Folk music was a thing dying, its brief heyday filling sizeable concert halls rather than clubs and making forays into the charts now several years past. And yet, it was also a thing reborn. By the time an updated New Electric Muse was released in 1996 — this time as three CDs — there were enough new artists, from Eliza Carthy to Capercaillie, to bring the story up to date.

Now Denselow, sadly the sole survivor of the original quartet, has updated both book and album. This time the tracklist is new, although many of the performers recur and many of the songs from the original reappear with different performers. The four discs carve different paths through the territory. The first strikes sparks off the careers of the stars from the late 1960s: it opens with a home demo from Shirley Collins and Davy Graham, recorded in 1964, and includes an eerie field recording from her in 2020. Ashley Hutchings’s bands Fairport Convention and Steeleye Span and their offshoots are well represented, and a Sandy Denny section includes an as-yet-unreleased reading of “The Quiet Joys of Brotherhood” by Imagined Village.

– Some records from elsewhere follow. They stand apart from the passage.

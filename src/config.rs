//! Configuration types for tradeguard

use anyhow::Context;
use rust_decimal::Decimal;
use rust_decimal_macros::dec;
use serde::{Deserialize, Serialize};
use std::sync::Arc;

use crate::breakeven::BreakevenConfig;
use crate::error::ConfigError;
use crate::risk::RiskLimits;
use crate::signal::MomentumConfig;
use crate::telemetry::LogFormat;
use crate::types::InstrumentSpec;

/// Root configuration structure
#[derive(Debug, Clone, Serialize, Deserialize)]
pub struct Config {
    pub instrument: InstrumentSpec,
    pub account: AccountConfig,
    #[serde(default)]
    pub risk: RiskLimits,
    #[serde(default)]
    pub breakeven: BreakevenSection,
    #[serde(default)]
    pub strategy: StrategyConfig,
    #[serde(default)]
    pub telemetry: TelemetryConfig,
}

/// Account configuration
#[derive(Debug, Clone, Serialize, Deserialize)]
pub struct AccountConfig {
    pub initial_balance: Decimal,
}

/// Breakeven settings as written in the file; the tick size comes from `[instrument]`
#[derive(Debug, Clone, PartialEq, Serialize, Deserialize)]
pub struct BreakevenSection {
    #[serde(default = "default_true")]
    pub enabled: bool,

    /// Must agree with the list lengths when given
    #[serde(default)]
    pub num_steps: Option<usize>,

    #[serde(default = "default_profit_targets")]
    pub profit_targets: Vec<Decimal>,

    #[serde(default = "default_breakeven_offsets")]
    pub breakeven_offsets: Vec<Decimal>,

    #[serde(default = "default_trailing_ticks")]
    pub trailing_ticks: u32,
}

fn default_true() -> bool {
    true
}
fn default_profit_targets() -> Vec<Decimal> {
    vec![dec!(7), dec!(10)]
}
fn default_breakeven_offsets() -> Vec<Decimal> {
    vec![dec!(0), dec!(2)]
}
fn default_trailing_ticks() -> u32 {
    2
}

impl Default for BreakevenSection {
    fn default() -> Self {
        Self {
            enabled: true,
            num_steps: None,
            profit_targets: default_profit_targets(),
            breakeven_offsets: default_breakeven_offsets(),
            trailing_ticks: default_trailing_ticks(),
        }
    }
}

impl BreakevenSection {
    /// Build the validated breakeven config for an instrument
    pub fn build(&self, tick_size: Decimal) -> Result<BreakevenConfig, ConfigError> {
        BreakevenConfig::new(
            self.num_steps.unwrap_or(self.profit_targets.len()),
            self.profit_targets.clone(),
            self.breakeven_offsets.clone(),
            self.trailing_ticks,
            tick_size,
            self.enabled,
        )
    }
}

/// Entry strategy configuration
#[derive(Debug, Clone, PartialEq, Serialize, Deserialize)]
pub struct StrategyConfig {
    /// Initial stop distance in ticks
    #[serde(default = "default_stop_loss_ticks")]
    pub stop_loss_ticks: u32,

    /// Upper bound on contracts per entry
    #[serde(default = "default_entry_quantity")]
    pub entry_quantity: u32,

    /// Prices spanned by the momentum calculation
    #[serde(default = "default_momentum_lookback")]
    pub momentum_lookback: usize,

    /// Prices required before the first signal
    #[serde(default = "default_min_history")]
    pub min_history: usize,

    /// Relative move that triggers an entry
    #[serde(default = "default_momentum_threshold")]
    pub momentum_threshold: Decimal,

    /// Minimum seconds between entries; 0 disables throttling
    #[serde(default = "default_min_trade_interval_secs")]
    pub min_trade_interval_secs: u64,

    /// Take-profit distance as a multiple of the stop distance; 0 places no target
    #[serde(default = "default_take_profit_multiple")]
    pub take_profit_multiple: Decimal,
}

fn default_stop_loss_ticks() -> u32 {
    8
}
fn default_entry_quantity() -> u32 {
    3
}
fn default_momentum_lookback() -> usize {
    20
}
fn default_min_history() -> usize {
    50
}
fn default_momentum_threshold() -> Decimal {
    dec!(0.002)
}
fn default_min_trade_interval_secs() -> u64 {
    60
}
fn default_take_profit_multiple() -> Decimal {
    dec!(3)
}

impl Default for StrategyConfig {
    fn default() -> Self {
        Self {
            stop_loss_ticks: default_stop_loss_ticks(),
            entry_quantity: default_entry_quantity(),
            momentum_lookback: default_momentum_lookback(),
            min_history: default_min_history(),
            momentum_threshold: default_momentum_threshold(),
            min_trade_interval_secs: default_min_trade_interval_secs(),
            take_profit_multiple: default_take_profit_multiple(),
        }
    }
}

impl StrategyConfig {
    pub fn momentum(&self) -> MomentumConfig {
        MomentumConfig {
            lookback: self.momentum_lookback,
            min_history: self.min_history,
            threshold: self.momentum_threshold,
        }
    }

    pub fn validate(&self) -> Result<(), ConfigError> {
        if self.stop_loss_ticks == 0 {
            return Err(ConfigError::NonPositive {
                field: "stop_loss_ticks",
                value: Decimal::ZERO,
            });
        }
        if self.entry_quantity == 0 {
            return Err(ConfigError::NonPositive {
                field: "entry_quantity",
                value: Decimal::ZERO,
            });
        }
        if self.take_profit_multiple < Decimal::ZERO {
            return Err(ConfigError::Negative {
                field: "take_profit_multiple",
                value: self.take_profit_multiple,
            });
        }
        self.momentum().validate()
    }
}

/// Telemetry configuration
#[derive(Debug, Clone, PartialEq, Serialize, Deserialize)]
pub struct TelemetryConfig {
    #[serde(default = "default_log_level")]
    pub log_level: String,
    #[serde(default)]
    pub log_format: LogFormat,
    /// Prometheus exporter port; no exporter when absent
    #[serde(default)]
    pub metrics_port: Option<u16>,
}

fn default_log_level() -> String {
    "info".to_string()
}

impl Default for TelemetryConfig {
    fn default() -> Self {
        Self {
            log_level: default_log_level(),
            log_format: LogFormat::default(),
            metrics_port: None,
        }
    }
}

impl Config {
    /// Load and validate configuration from a TOML file
    pub fn load(path: impl AsRef<std::path::Path>) -> anyhow::Result<Self> {
        let path = path.as_ref();
        let content = std::fs::read_to_string(path)
            .with_context(|| format!("reading config {}", path.display()))?;
        Self::from_toml(&content).with_context(|| format!("invalid config {}", path.display()))
    }

    /// Parse and validate configuration from TOML text
    pub fn from_toml(content: &str) -> anyhow::Result<Self> {
        let config: Config = toml::from_str(content)?;
        config.validate()?;
        Ok(config)
    }

    /// Check every section
    pub fn validate(&self) -> Result<(), ConfigError> {
        self.instrument.validate()?;
        if self.account.initial_balance <= Decimal::ZERO {
            return Err(ConfigError::NonPositive {
                field: "initial_balance",
                value: self.account.initial_balance,
            });
        }
        self.risk.validate()?;
        self.breakeven_config()?;
        self.strategy.validate()
    }

    pub fn risk_limits(&self) -> Arc<RiskLimits> {
        Arc::new(self.risk.clone())
    }

    pub fn breakeven_config(&self) -> Result<BreakevenConfig, ConfigError> {
        self.breakeven.build(self.instrument.tick_size)
    }
}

Disc two sees folk reinfused by punk. Billy Bragg’s “Between The Wars” has worn better than his “England, Half English”; a Levellers rarity, “The Recruiting Sergeant”, recorded with the Copper Family, has the fury of The Pogues, while Edward II throw in some two-tone. As well as writing about folk music, Denselow was for many years a keen promoter of world music (and a storied foreign correspondent for Newsnight).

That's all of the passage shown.